In a statement that Interim Provost Maria Calzada sent to The College Fix, Calzada expressed her disagreement with several of Block’s conclusions about race and sex. However, Calzada stressed that “Ideological diversity is critical in academic, and in the Catholic intellectual tradition.”

“We have serious legal constraints on our ability to fire faculty for that which they publish, even if we find it anathema,” Calzada stated. “We cannot be accredited as a university without policies of academic freedom,” she said.

Block informed The Fix that students should have input on who are their instructors because “students are our customers.”

“I won’t say the customer is always right, but, on the other hand, it behooves sellers in the market (universities) to at least be aware of what concerns buyers (students),” commented Block.

Block mentioned how the petition calling for him to get a raise currently has nearly three times as many signatures as the petition to have him fired.

“Maybe the university should concern itself with what a majority of its customers are thinking,” he said about the petitions, while admitting that not all signers of both petitions are students.

Block said that being accused of racism can be “very damaging” to a professor’s reputation.

“I’m far from the only free market, libertarian professor now being accused of violating the niceties of political correctness,” Block claimed. “Happily, for my career, I have tenure, and thus am unlikely to be fired, but this does not apply to all such accused.”

In her statement, Calzada said the school cannot pursue disciplinary action against a faculty member without being able to put forward evidence during a formal process.

“At the time the petition was begun, we had no record of a formal complaint filed by a student against Dr. Block during his nineteen years at Loyola,” she highlighted.

Block agreed that most of the professors being attacked in recent weeks has been because of the national uproar following the aftermath of George Floyd’s death while in police custody.

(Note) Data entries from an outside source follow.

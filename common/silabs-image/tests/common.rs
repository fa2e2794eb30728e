// Licensed under the Apache-2.0 license
#![allow(dead_code)]

use log::LevelFilter;
use silabs_image::checksum::crc32;
use silabs_image::ebl::{EblTag, EBL_IMAGE_SIGNATURE, EBL_TAG_ENC_HEADER, EBL_TAG_HEADER};
use silabs_image::gbl::{GblTag, GBL_TAG_HEADER};
use simple_logger::SimpleLogger;

pub fn init_logger() {
    // Several tests share one process; only the first init wins.
    let _ = SimpleLogger::new().with_level(LevelFilter::Trace).init();
}

pub fn ebl_record(tag: u16, payload: &[u8]) -> Vec<u8> {
    let mut out = Vec::new();
    out.extend_from_slice(&tag.to_be_bytes());
    out.extend_from_slice(&(payload.len() as u16).to_be_bytes());
    out.extend_from_slice(payload);
    out
}

/// 16-byte plain header followed by `aat`.
pub fn ebl_plain_header(version: u16, flash_addr: u32, aat: &[u8]) -> Vec<u8> {
    let mut out = Vec::new();
    out.extend_from_slice(&EBL_TAG_HEADER.to_be_bytes());
    out.extend_from_slice(&((12 + aat.len()) as u16).to_be_bytes());
    out.extend_from_slice(&version.to_be_bytes());
    out.extend_from_slice(&EBL_IMAGE_SIGNATURE.to_be_bytes());
    out.extend_from_slice(&flash_addr.to_be_bytes());
    out.extend_from_slice(&crc32(aat).to_be_bytes());
    out.extend_from_slice(aat);
    out
}

pub fn ebl_encrypted_header(version: u16, enc_type: u16) -> Vec<u8> {
    let mut out = Vec::new();
    out.extend_from_slice(&EBL_TAG_ENC_HEADER.to_be_bytes());
    out.extend_from_slice(&6u16.to_be_bytes());
    out.extend_from_slice(&version.to_be_bytes());
    out.extend_from_slice(&enc_type.to_be_bytes());
    out.extend_from_slice(&EBL_IMAGE_SIGNATURE.to_be_bytes());
    out
}

pub fn ebl_prog(tag: EblTag, flash_addr: u32, data: &[u8]) -> Vec<u8> {
    let mut payload = flash_addr.to_be_bytes().to_vec();
    payload.extend_from_slice(data);
    ebl_record(tag as u16, &payload)
}

/// Appends the end tag and the CRC that makes the image self-validating.
pub fn finish_ebl(mut body: Vec<u8>) -> Vec<u8> {
    body.extend_from_slice(&(EblTag::End as u16).to_be_bytes());
    body.extend_from_slice(&4u16.to_be_bytes());
    let crc = crc32(&body);
    body.extend_from_slice(&crc.to_le_bytes());
    body
}

pub fn gbl_record(tag: GblTag, payload: &[u8]) -> Vec<u8> {
    let mut out = Vec::new();
    out.extend_from_slice(&(tag as u32).to_le_bytes());
    out.extend_from_slice(&(payload.len() as u32).to_le_bytes());
    out.extend_from_slice(payload);
    out
}

pub fn gbl_header(version: u32, image_type: u32) -> Vec<u8> {
    let mut out = Vec::new();
    out.extend_from_slice(&GBL_TAG_HEADER.to_le_bytes());
    out.extend_from_slice(&8u32.to_le_bytes());
    out.extend_from_slice(&version.to_le_bytes());
    out.extend_from_slice(&image_type.to_le_bytes());
    out
}

pub fn le_words(values: &[u32]) -> Vec<u8> {
    values.iter().flat_map(|v| v.to_le_bytes()).collect()
}

pub fn finish_gbl(mut body: Vec<u8>) -> Vec<u8> {
    body.extend_from_slice(&(GblTag::End as u32).to_le_bytes());
    body.extend_from_slice(&4u32.to_le_bytes());
    let crc = crc32(&body);
    body.extend_from_slice(&crc.to_le_bytes());
    body
}

/// Plain EBL image with one of each program tag and a metadata record.
pub fn sample_ebl() -> Vec<u8> {
    let mut body = ebl_plain_header(0x0201, 0x0000_4000, &[0xa5; 8]);
    body.extend(ebl_record(EblTag::Metadata as u16, b"ikea-bulb"));
    body.extend(ebl_prog(EblTag::EraseProg, 0x0000_4000, &[0x10; 32]));
    body.extend(ebl_prog(EblTag::Prog, 0x0000_4020, &[0x20; 30]));
    body.extend(ebl_prog(EblTag::MfgProg, 0x0804_0000, &[0x30; 2]));
    finish_ebl(body)
}

/// Signed GBL image with application info, bootloader and program records.
pub fn sample_gbl() -> Vec<u8> {
    let mut body = gbl_header(0x0300_0000, 0x0100);

    let mut app = le_words(&[0x40, 0x0002_0018, 0x0000_0000]);
    app.extend_from_slice(&[0x5c; 16]);
    body.extend(gbl_record(GblTag::Application, &app));

    let mut bootloader = le_words(&[0x0001_0c00, 0x0000_0000]);
    bootloader.extend_from_slice(&[0x77; 24]);
    body.extend(gbl_record(GblTag::Bootloader, &bootloader));

    body.extend(gbl_record(GblTag::Metadata, b"{\"fw\":\"2.0.024\"}"));

    let mut erase = le_words(&[0x0000_6000]);
    erase.extend_from_slice(&[0x01; 40]);
    body.extend(gbl_record(GblTag::EraseProg, &erase));

    let mut prog = le_words(&[0x0000_6028]);
    prog.extend_from_slice(&[0x02; 20]);
    body.extend(gbl_record(GblTag::Prog, &prog));

    let mut signature = vec![0x0a; 32];
    signature.extend_from_slice(&[0x0b; 32]);
    body.extend(gbl_record(GblTag::SignatureEcdsaP256, &signature));

    finish_gbl(body)
}
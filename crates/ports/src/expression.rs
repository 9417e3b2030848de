//! Expression evaluator port.

use serde_json::{Map, Value};

use crate::error::PortsError;

/// Evaluates dynamic parameter expressions against scope bindings.
///
/// Called from many workers at once; implementations must be `Sync` and
/// free of shared mutable state.
pub trait ExpressionEvaluator: Send + Sync {
    /// Evaluate `expression` with `bindings` as its variables.
    fn evaluate(&self, expression: &str, bindings: &Map<String, Value>) -> Result<Value, PortsError>;
}
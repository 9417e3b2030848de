//! Handler registry keyed by node kind tag.

use std::sync::Arc;

use dashmap::DashMap;

use crate::error::EngineError;
use crate::handler::NodeHandler;
use crate::handlers;

/// Thread-safe registry of node handlers.
///
/// Handlers are registered by kind tag (e.g. `"for_each"`) and looked up at
/// dispatch time. `Custom` nodes use their `handler` field as the tag, so any
/// key can be added.
///
/// ```rust,ignore
/// let registry = HandlerRegistry::with_builtins();
/// registry.register("record", Arc::new(RecordHandler::default()));
/// ```
pub struct HandlerRegistry {
    handlers: DashMap<String, Arc<dyn NodeHandler>>,
}

impl HandlerRegistry {
    /// Create a new empty registry.
    #[must_use]
    pub fn new() -> Self {
        Self {
            handlers: DashMap::new(),
        }
    }

    /// A registry holding a handler for every built-in node kind.
    #[must_use]
    pub fn with_builtins() -> Self {
        let registry = Self::new();
        handlers::register_builtins(&registry);
        registry
    }

    /// Register a handler. Replaces any handler under the same key.
    pub fn register(&self, key: impl Into<String>, handler: Arc<dyn NodeHandler>) {
        let key = key.into();
        tracing::info!(kind = %key, "registered node handler");
        self.handlers.insert(key, handler);
    }

    /// Look up the handler for `key`.
    pub fn get(&self, key: &str) -> Result<Arc<dyn NodeHandler>, EngineError> {
        self.handlers
            .get(key)
            .map(|entry| Arc::clone(entry.value()))
            .ok_or_else(|| EngineError::handler_not_found(key))
    }

    /// Check if a handler is registered for `key`.
    #[must_use]
    pub fn contains(&self, key: &str) -> bool {
        self.handlers.contains_key(key)
    }

    /// Remove a handler by key.
    pub fn remove(&self, key: &str) -> Option<Arc<dyn NodeHandler>> {
        self.handlers.remove(key).map(|(_, v)| v)
    }

    /// Number of registered handlers.
    #[must_use]
    pub fn len(&self) -> usize {
        self.handlers.len()
    }

    /// Whether the registry is empty.
    #[must_use]
    pub fn is_empty(&self) -> bool {
        self.handlers.is_empty()
    }

    /// All registered keys.
    #[must_use]
    pub fn keys(&self) -> Vec<String> {
        self.handlers.iter().map(|e| e.key().clone()).collect()
    }
}

impl Default for HandlerRegistry {
    fn default() -> Self {
        Self::new()
    }
}

impl std::fmt::Debug for HandlerRegistry {
    fn fmt(&self, f: &mut std::fmt::Formatter<'_>) -> std::fmt::Result {
        f.debug_struct("HandlerRegistry")
            .field("len", &self.handlers.len())
            .finish()
    }
}

#[cfg(test)]
mod tests {
    use super::*;
    use arbor_execution::{ReportNode, ReportNodeStatus};
    use arbor_plan::PlanNode;
    use async_trait::async_trait;
    use pretty_assertions::assert_eq;

    use crate::context::ExecutionContext;

    struct Noop;

    #[async_trait]
    impl NodeHandler for Noop {
        async fn execute(
            &self,
            _ctx: &ExecutionContext,
            _node: &PlanNode,
            _report: &mut ReportNode,
        ) -> Result<ReportNodeStatus, EngineError> {
            Ok(ReportNodeStatus::Passed)
        }
    }

    #[test]
    fn register_and_lookup() {
        let reg = HandlerRegistry::new();
        reg.register("noop", Arc::new(Noop));
        assert!(reg.contains("noop"));
        assert_eq!(reg.len(), 1);
        assert!(reg.get("noop").is_ok());
    }

    #[test]
    fn lookup_missing_returns_error() {
        let reg = HandlerRegistry::new();
        let err = reg.get("teleport").err().unwrap();
        assert!(matches!(err, EngineError::HandlerNotFound { kind } if kind == "teleport"));
    }

    #[test]
    fn register_replaces_and_remove_drops() {
        let reg = HandlerRegistry::new();
        reg.register("noop", Arc::new(Noop));
        reg.register("noop", Arc::new(Noop));
        assert_eq!(reg.len(), 1);
        assert!(reg.remove("noop").is_some());
        assert!(reg.is_empty());
    }

    #[test]
    fn builtins_cover_every_kind() {
        let reg = HandlerRegistry::with_builtins();
        let mut keys = reg.keys();
        keys.sort();
        assert_eq!(
            keys,
            vec![
                "after_sequence",
                "after_thread",
                "assert",
                "before_sequence",
                "before_thread",
                "call_function",
                "call_plan",
                "case",
                "check",
                "echo",
                "for",
                "for_each",
                "if",
                "retry_if_fails",
                "return",
                "select",
                "sequence",
                "session",
                "set",
                "sleep",
                "switch",
                "synchronized",
                "test_case",
                "test_scenario",
                "test_set",
                "thread_group",
                "wait_and_poll",
            ]
        );
    }
}
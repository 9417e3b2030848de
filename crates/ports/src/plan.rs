//! Plan node accessor port.

use arbor_core::PlanNodeId;
use arbor_plan::PlanNode;
use async_trait::async_trait;

use crate::error::PortsError;

/// Read access to stored plans.
#[async_trait]
pub trait PlanNodeAccessor: Send + Sync {
    /// Get a plan (sub)tree by the id of its root.
    async fn get(&self, id: PlanNodeId) -> Result<Option<PlanNode>, PortsError>;

    /// Resolve a named reusable sub-plan.
    async fn find_by_name(&self, name: &str) -> Result<Option<PlanNode>, PortsError>;
}
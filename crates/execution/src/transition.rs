//! Run phase transition validation.

use crate::error::ExecutionError;
use crate::status::RunStatus;

/// Returns `true` if a run may move from `from` to `to`.
///
/// Any phase before `Ended` may enter `Aborting`; an aborting run drains
/// through `Exporting` or ends directly.
#[must_use]
pub fn can_transition_run(from: RunStatus, to: RunStatus) -> bool {
    use RunStatus::*;
    match (from, to) {
        (Initializing, Importing)
        | (Importing, Running)
        | (Importing, Exporting)
        | (Running, Exporting)
        | (Exporting, Ended)
        | (Aborting, Exporting)
        | (Aborting, Ended) => true,
        (Ended | Aborting, Aborting) => false,
        (_, Aborting) => true,
        _ => false,
    }
}

/// Validate a run phase transition, returning an error if invalid.
pub fn validate_run_transition(from: RunStatus, to: RunStatus) -> Result<(), ExecutionError> {
    if can_transition_run(from, to) {
        Ok(())
    } else {
        Err(ExecutionError::invalid_transition(from, to))
    }
}
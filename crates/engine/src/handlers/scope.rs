//! Variable scoping: Session, Set, Select and Return.

use arbor_execution::{ReportNode, ReportNodeStatus};
use arbor_plan::{NodeKind, PlanNode};
use async_trait::async_trait;
use serde_json::{Map, Value};

use crate::context::ExecutionContext;
use crate::error::EngineError;
use crate::handler::NodeHandler;
use crate::handlers::kind_mismatch;
use crate::handlers::sequence::run_sequence;

/// Handler for [`NodeKind::Session`].
///
/// Children run in a fresh frame, so bindings made inside are dropped when
/// the session ends.
#[derive(Debug, Default, Clone, Copy)]
pub struct SessionHandler;

#[async_trait]
impl NodeHandler for SessionHandler {
    async fn execute(
        &self,
        ctx: &ExecutionContext,
        node: &PlanNode,
        report: &mut ReportNode,
    ) -> Result<ReportNodeStatus, EngineError> {
        let session = ctx.child();
        Ok(run_sequence(&session, &node.children, report.id, true)
            .await
            .finish())
    }
}

/// Handler for [`NodeKind::Set`]: bind a variable in the innermost frame.
#[derive(Debug, Default, Clone, Copy)]
pub struct SetHandler;

#[async_trait]
impl NodeHandler for SetHandler {
    async fn execute(
        &self,
        ctx: &ExecutionContext,
        node: &PlanNode,
        report: &mut ReportNode,
    ) -> Result<ReportNodeStatus, EngineError> {
        let NodeKind::Set(params) = &node.kind else {
            return Err(kind_mismatch("set", node));
        };
        let key = ctx.eval_string(&params.key, "key")?;
        let value = ctx.evaluate(&params.value)?;
        ctx.scope().set(key.clone(), value.clone());
        report.output = Some(single(key, value));
        Ok(ReportNodeStatus::Passed)
    }
}

/// Handler for [`NodeKind::Select`].
///
/// The value is evaluated once and bound for the children.
#[derive(Debug, Default, Clone, Copy)]
pub struct SelectHandler;

#[async_trait]
impl NodeHandler for SelectHandler {
    async fn execute(
        &self,
        ctx: &ExecutionContext,
        node: &PlanNode,
        report: &mut ReportNode,
    ) -> Result<ReportNodeStatus, EngineError> {
        let NodeKind::Select(params) = &node.kind else {
            return Err(kind_mismatch("select", node));
        };
        let value = ctx.evaluate(&params.value)?;
        ctx.scope().set(params.key.clone(), value.clone());
        report.output = Some(single(params.key.clone(), value));
        Ok(run_sequence(ctx, &node.children, report.id, true)
            .await
            .finish())
    }
}

/// Handler for [`NodeKind::Return`].
///
/// Publishes the output of the enclosing unit and stops its remaining
/// siblings. Only the first return of a unit counts.
#[derive(Debug, Default, Clone, Copy)]
pub struct ReturnHandler;

#[async_trait]
impl NodeHandler for ReturnHandler {
    async fn execute(
        &self,
        ctx: &ExecutionContext,
        node: &PlanNode,
        report: &mut ReportNode,
    ) -> Result<ReportNodeStatus, EngineError> {
        let NodeKind::Return(params) = &node.kind else {
            return Err(kind_mismatch("return", node));
        };
        let output = ctx.evaluate(&params.output)?;
        if !ctx.set_return(output.clone()) {
            tracing::debug!("unit already returned, ignoring");
        }
        report.output = Some(output);
        Ok(ReportNodeStatus::Passed)
    }
}

fn single(key: String, value: Value) -> Value {
    let mut map = Map::new();
    map.insert(key, value);
    Value::Object(map)
}
//! Structural plan validation that collects all errors.

use std::collections::HashSet;

use crate::error::PlanError;
use crate::kind::NodeKind;
use crate::node::PlanNode;

/// Validate a plan tree comprehensively.
///
/// Every issue found is reported, not just the first one.
#[must_use]
pub fn validate_plan(root: &PlanNode) -> Vec<PlanError> {
    let mut errors = Vec::new();
    let mut seen = HashSet::new();
    visit(root, None, &mut seen, &mut errors);
    errors
}

fn visit(
    node: &PlanNode,
    parent: Option<&NodeKind>,
    seen: &mut HashSet<arbor_core::PlanNodeId>,
    errors: &mut Vec<PlanError>,
) {
    if !seen.insert(node.id) {
        errors.push(PlanError::DuplicateNodeId(node.id));
    }

    let misplaced = |expected_parent: &'static str| PlanError::MisplacedNode {
        node_id: node.id,
        kind: node.kind.tag().to_owned(),
        expected_parent,
    };
    match &node.kind {
        NodeKind::Case(_) if !matches!(parent, Some(NodeKind::Switch(_))) => {
            errors.push(misplaced("switch"));
        }
        NodeKind::BeforeThread | NodeKind::AfterThread
            if !matches!(parent, Some(NodeKind::ThreadGroup(_))) =>
        {
            errors.push(misplaced("thread_group"));
        }
        NodeKind::If(_) if node.children.len() > 2 => {
            errors.push(PlanError::TooManyChildren {
                node_id: node.id,
                kind: node.kind.tag().to_owned(),
                max: 2,
                actual: node.children.len(),
            });
        }
        NodeKind::Custom { handler, .. } if handler.is_empty() => {
            errors.push(PlanError::EmptyParameter {
                node_id: node.id,
                name: "handler",
            });
        }
        NodeKind::ForEach(params) if params.source.kind.is_empty() => {
            errors.push(PlanError::EmptyParameter {
                node_id: node.id,
                name: "source.kind",
            });
        }
        _ => {}
    }

    if node.kind.is_leaf() && !node.children.is_empty() {
        errors.push(PlanError::UnexpectedChildren {
            node_id: node.id,
            kind: node.kind.tag().to_owned(),
        });
    }

    for child in &node.children {
        visit(child, Some(&node.kind), seen, errors);
    }
}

“The unjustified killing of Mr. Floyd has emboldened people to make all sorts of demands: toppling statues, changing street names, and coming after professors such as me who favor free enterprise, private property, economic freedom, laissez faire capitalism,” Block stated.

Block is a senior fellow at the Mises Institute and one of the most provocative intellectuals in the libertarian movement.

During America’s present struggle session, everyone is potentially a target for the radical Left.

This necessitates that all conservatives, libertarians, and nationalists stick together to protect their own from out of control mobs.